Filter the entries for the word "TesseraResult". Copy each line in which it occurs.

DATA RECORDS section start

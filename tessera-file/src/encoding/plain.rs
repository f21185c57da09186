use std::sync::Arc;

use arrow_array::cast::AsArray;
use arrow_array::types::*;
use arrow_array::{Array, ArrayRef, BooleanArray, PrimitiveArray, downcast_primitive_array};
use arrow_buffer::{BooleanBuffer, Buffer, NullBuffer, ScalarBuffer};
use arrow_schema::{DataType, TimeUnit};
use bytes::{BufMut, BytesMut};
use tessera_error::{TesseraResult, tessera_bail, tessera_err};

use super::validity::bitmap_len;

/// Append the values of a boolean or primitive array: bit-packed for booleans, raw
/// little-endian values otherwise.
pub(crate) fn encode_plain(array: &dyn Array, out: &mut BytesMut) -> TesseraResult<()> {
    downcast_primitive_array!(
        array => out.put_slice(array.values().inner().as_slice()),
        DataType::Boolean => out.put_slice(array.as_boolean().values().sliced().as_slice()),
        other => tessera_bail!("{} cannot be plain encoded", other)
    );
    Ok(())
}

macro_rules! primitive {
    ($T:ty, $values:expr, $len:expr, $nulls:expr, $data_type:expr) => {
        Arc::new(
            PrimitiveArray::<$T>::try_new(ScalarBuffer::new($values, 0, $len), $nulls)?
                .with_data_type($data_type.clone()),
        ) as ArrayRef
    };
}

pub(crate) fn decode_plain(
    data_type: &DataType,
    payload: &[u8],
    len: usize,
    nulls: Option<NullBuffer>,
) -> TesseraResult<ArrayRef> {
    let expected = match data_type {
        DataType::Boolean => bitmap_len(len),
        other => match other.primitive_width() {
            Some(width) => width.checked_mul(len).ok_or_else(|| {
                tessera_err!(CorruptFile: "{} page of {} values overflows", other, len)
            })?,
            None => tessera_bail!("{} cannot be plain decoded", other),
        },
    };
    if payload.len() != expected {
        tessera_bail!(
            CorruptFile: "{} page of {} values has {} bytes, expected {}",
            data_type,
            len,
            payload.len(),
            expected
        );
    }

    // Copy into an aligned buffer, file bytes carry no alignment guarantee.
    let values = Buffer::from_slice_ref(payload);
    Ok(match data_type {
        DataType::Boolean => Arc::new(BooleanArray::new(BooleanBuffer::new(values, 0, len), nulls)),
        DataType::Int8 => primitive!(Int8Type, values, len, nulls, data_type),
        DataType::Int16 => primitive!(Int16Type, values, len, nulls, data_type),
        DataType::Int32 => primitive!(Int32Type, values, len, nulls, data_type),
        DataType::Int64 => primitive!(Int64Type, values, len, nulls, data_type),
        DataType::UInt8 => primitive!(UInt8Type, values, len, nulls, data_type),
        DataType::UInt16 => primitive!(UInt16Type, values, len, nulls, data_type),
        DataType::UInt32 => primitive!(UInt32Type, values, len, nulls, data_type),
        DataType::UInt64 => primitive!(UInt64Type, values, len, nulls, data_type),
        DataType::Float32 => primitive!(Float32Type, values, len, nulls, data_type),
        DataType::Float64 => primitive!(Float64Type, values, len, nulls, data_type),
        DataType::Date32 => primitive!(Date32Type, values, len, nulls, data_type),
        DataType::Date64 => primitive!(Date64Type, values, len, nulls, data_type),
        DataType::Timestamp(TimeUnit::Second, _) => {
            primitive!(TimestampSecondType, values, len, nulls, data_type)
        }
        DataType::Timestamp(TimeUnit::Millisecond, _) => {
            primitive!(TimestampMillisecondType, values, len, nulls, data_type)
        }
        DataType::Timestamp(TimeUnit::Microsecond, _) => {
            primitive!(TimestampMicrosecondType, values, len, nulls, data_type)
        }
        DataType::Timestamp(TimeUnit::Nanosecond, _) => {
            primitive!(TimestampNanosecondType, values, len, nulls, data_type)
        }
        other => tessera_bail!("{} cannot be plain decoded", other),
    })
}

DATA RECORDS section end

§ **EXERCISE ANSWER**:
use tessera_error::{TesseraResult, tessera_bail, tessera_err};
pub(crate) fn encode_plain(array: &dyn Array, out: &mut BytesMut) -> TesseraResult<()> {
) -> TesseraResult<ArrayRef> {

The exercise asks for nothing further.